The domestic circle is her kingdom. That she may there
create happiness and comfort is her lifework, and his
smiling gratitude is all the reward she seeks. Even in
her dress she thinks of him, without constraint she
consults his taste, and thinks nothing beautiful which
is obnoxious to his eye. A tear from his eye, because
of any unkindness on her part, would grievously torment
her. She asks not how her behavior may please a stranger,
or how another's judgment may be satisfied with her
behavior; let her beloved be content and she is glad.
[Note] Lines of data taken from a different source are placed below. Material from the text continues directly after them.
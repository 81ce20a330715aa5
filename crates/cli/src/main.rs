//! ToolOne CLI - drive a ToolOne instance from the command line
//! Each invocation connects, runs one operation, and exits

mod logging;
mod settings;

use std::path::PathBuf;
use std::sync::Arc;

use anyhow::{Context, Result};
use clap::{Parser, Subcommand};
use colored::Colorize;
use tabled::{Table, Tabled};
use tracing::info;

use toolone_core::domain::{StartRecordingOptions, TestRunPlan};
use toolone_core::port::automation::mocks::{MockConnector, MockToolOne};
use toolone_core::port::process::mocks::MockProcessKiller;
use toolone_core::port::{ProcessKiller, ToolConnector};
use toolone_core::{ToolOneControl, VERSION};
use toolone_infra_com::ComConnector;
use toolone_infra_system::SysinfoProcessKiller;

use crate::settings::Settings;

#[derive(Parser)]
#[command(name = "toolone")]
#[command(about = "ToolOne automation CLI", long_about = None)]
#[command(version)]
struct Cli {
    #[command(subcommand)]
    command: Commands,

    /// Configuration file (TOML, default: toolone.toml if present)
    #[arg(long)]
    config: Option<String>,

    /// Drive an in-memory simulated tool instead of the COM server
    #[arg(long)]
    simulate: bool,
}

#[derive(Subcommand)]
enum Commands {
    /// Show tool, project and platform status
    Status,

    /// Open a project and optionally activate an experiment
    Open {
        /// Project file path
        project: String,

        /// Experiment to activate after opening
        #[arg(short, long)]
        experiment: Option<String>,
    },

    /// Start or stop online calibration
    Calibration {
        #[command(subcommand)]
        action: CalibrationAction,
    },

    /// Load a real-time application onto the platform
    Load {
        /// Application file path
        path: String,
    },

    /// Unload the platform's real-time application
    Unload,

    /// Unload, then reload a real-time application
    RestartApp {
        /// Application file path
        path: String,
    },

    /// Control the platform's real-time application
    App {
        #[command(subcommand)]
        action: AppAction,
    },

    /// Arm a test run: application started, calibration online, recorder started
    RunTest {
        /// Trigger rule linked to the recorder's start condition
        #[arg(short, long)]
        trigger: String,

        /// Leave the recorder's start condition disabled
        #[arg(long)]
        no_start_condition: bool,

        /// Wait for the trigger before recording
        #[arg(long)]
        with_trigger: bool,

        /// Overwrite existing recording files
        #[arg(long)]
        overwrite: bool,
    },

    /// Stop recording and measuring, then print the recording path
    StopTest,

    /// Configure the recorder with the signals listed in a file
    Signals {
        /// Signal list (one name per line, '#' comments)
        file: PathBuf,
    },

    /// Quit the tool (force-kills it if quitting fails)
    Close {
        /// Save changes before quitting
        #[arg(long)]
        save: bool,
    },

    /// Close the tool and attach to a fresh instance
    Restart {
        /// Save changes before quitting
        #[arg(long)]
        save: bool,

        /// Keep the new instance's main window hidden
        #[arg(long)]
        hidden: bool,
    },
}

#[derive(Subcommand)]
enum CalibrationAction {
    Start,
    Stop,
}

#[derive(Subcommand)]
enum AppAction {
    Start,
    Stop,
    Pause,
}

#[derive(Tabled)]
struct StatusRow {
    property: &'static str,
    value: String,
}

fn main() -> Result<()> {
    let cli = Cli::parse();
    let settings = Settings::load(cli.config.as_deref())?;
    let _guard = logging::init_logging(&settings)?;

    info!("ToolOne CLI v{} starting...", VERSION);

    let mut control = connect(&settings, cli.simulate)?;

    match cli.command {
        Commands::Status => print_status(&control),

        Commands::Open {
            project,
            experiment,
        } => {
            control.open_project(&project)?;
            println!("{}", format!("✓ Project {} open", project).green().bold());

            if let Some(experiment) = experiment {
                control.activate_experiment(&experiment)?;
                println!(
                    "{}",
                    format!("✓ Experiment {} active", experiment).green().bold()
                );
            }
        }

        Commands::Calibration { action } => {
            match action {
                CalibrationAction::Start => control.start_online_calibration()?,
                CalibrationAction::Stop => control.stop_online_calibration()?,
            }
            let state = control.online_calibration_state()?;
            println!("{} {}", "Online calibration:".bold(), state);
        }

        Commands::Load { path } => {
            control.load_application_from_file(&path)?;
            println!("{}", format!("✓ Application {} loaded", path).green().bold());
        }

        Commands::Unload => {
            control.unload_application_from_platform()?;
            println!("{}", "✓ Application unloaded".green().bold());
        }

        Commands::RestartApp { path } => {
            control.restart_application(&path)?;
            println!("{}", format!("✓ Application {} reloaded", path).green().bold());
        }

        Commands::App { action } => {
            match action {
                AppAction::Start => control.start_application_on_platform()?,
                AppAction::Stop => control.stop_application_on_platform()?,
                AppAction::Pause => control.pause_application_on_platform()?,
            }
            let state = control.state_application_on_platform()?;
            println!("{} {}", "Application state:".bold(), state);
        }

        Commands::RunTest {
            trigger,
            no_start_condition,
            with_trigger,
            overwrite,
        } => {
            let plan = TestRunPlan {
                enable_start_condition: !no_start_condition,
                trigger_rule: trigger,
                recording: StartRecordingOptions {
                    with_trigger,
                    overwrite_existing: overwrite,
                },
            };
            control.start_running_test(&plan)?;
            println!("{}", "✓ Test run armed".green().bold());
        }

        Commands::StopTest => {
            control.stop_recording_and_measuring()?;
            println!("{}", "✓ Test run stopped".green().bold());

            match control.get_recording_path() {
                Ok(path) => println!("  {} {}", "Recording:".bold(), path),
                Err(e) => println!("  {} {}", "Recording:".bold(), e.to_string().yellow()),
            }
        }

        Commands::Signals { file } => {
            let read = control
                .read_signals_from_file(&file)
                .with_context(|| format!("Failed to read signal list {}", file.display()))?;
            let configured = control.set_signals_to_record()?;
            println!(
                "{}",
                format!("✓ {} of {} signals configured", configured, read)
                    .green()
                    .bold()
            );
        }

        Commands::Close { save } => match control.close(save) {
            Ok(()) => println!("{}", "✓ ToolOne closed".green().bold()),
            Err(e) => {
                println!("{} {}", "✗ Graceful close failed (process kill attempted):".red(), e);
                return Err(e.into());
            }
        },

        Commands::Restart { save, hidden } => {
            control.restart(save, !hidden)?;
            println!("{}", "✓ ToolOne restarted".green().bold());
        }
    }

    Ok(())
}

/// Build the controller over the real COM server or the simulator
fn connect(settings: &Settings, simulate: bool) -> Result<ToolOneControl> {
    let (connector, process_killer): (Arc<dyn ToolConnector>, Arc<dyn ProcessKiller>) =
        if simulate {
            info!("Using simulated ToolOne");
            (
                Arc::new(MockConnector::new(simulated_tool())),
                Arc::new(MockProcessKiller::new()),
            )
        } else {
            (
                Arc::new(ComConnector::new(settings.tool.prog_id.clone())),
                Arc::new(SysinfoProcessKiller::new()),
            )
        };

    ToolOneControl::connect(connector, process_killer, settings.tool.clone())
        .context("Failed to connect to ToolOne")
}

fn simulated_tool() -> MockToolOne {
    MockToolOne::new()
        .with_project(r"C:\ToolOne\Projects\Demo.CDP")
        .with_experiment("Experiment")
        .with_platforms(1)
        .with_application(0, "Demo.sdf", 1)
        .with_trigger_rule("StartTrigger")
}

fn print_status(control: &ToolOneControl) {
    println!("{}", "ToolOne Status".cyan().bold());
    println!();

    let rows = vec![
        StatusRow {
            property: "Version",
            value: describe(control.version()),
        },
        StatusRow {
            property: "Project",
            value: describe(control.current_project_name()),
        },
        StatusRow {
            property: "Experiment",
            value: describe(control.current_experiment_name()),
        },
        StatusRow {
            property: "Online calibration",
            value: describe(control.online_calibration_state()),
        },
        StatusRow {
            property: "Measuring",
            value: describe(control.is_running_measurement()),
        },
        StatusRow {
            property: "Application",
            value: describe(
                control
                    .current_application_name()
                    .map(|name| name.unwrap_or_else(|| "-".to_string())),
            ),
        },
        StatusRow {
            property: "Application state",
            value: describe(control.state_application_on_platform()),
        },
    ];

    println!("{}", Table::new(rows));
}

fn describe<T: std::fmt::Display>(result: toolone_core::Result<T>) -> String {
    match result {
        Ok(value) => value.to_string(),
        Err(e) => format!("{}", e.to_string().red()),
    }
}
He has many objects in life, some of which she does
not quite understand, but she believes in them all,
and anything that she can do to promote them she
delights to perform.
He lavishes love on her and she on him. Their object
in life is common. There are points where their
affections so intimately unite that none could tell
which is first and which is second. To see their
children growing up in health and strength, to see
them holding posts of usefulness and honor, is
their mutual concern; in this and other matters
they are fully one. Their wishes blend, their hearts
are indivisible. By degrees they come very much
to think the same thoughts. Intimate association
creates conformity; we have known this to become
so complete that at the same moment the same
utterance has leaped to both their lips.
At last the two are so welded, so engrafted on one
stem, that their old age presents a lovely attachment,
a common sympathy, by which its infirmities are greatly
alleviated, and its burdens are transformed into fresh
bonds of love. So happy a union of will, sentiment,
thought, and heart exists between them, that the
two streams of their life have washed away the
dividing bank, and run on as one broad current of
united existence, until their common joy falls into
the main ocean of felicity.
Happy woman and happy man!
If heaven be found on earth they have it!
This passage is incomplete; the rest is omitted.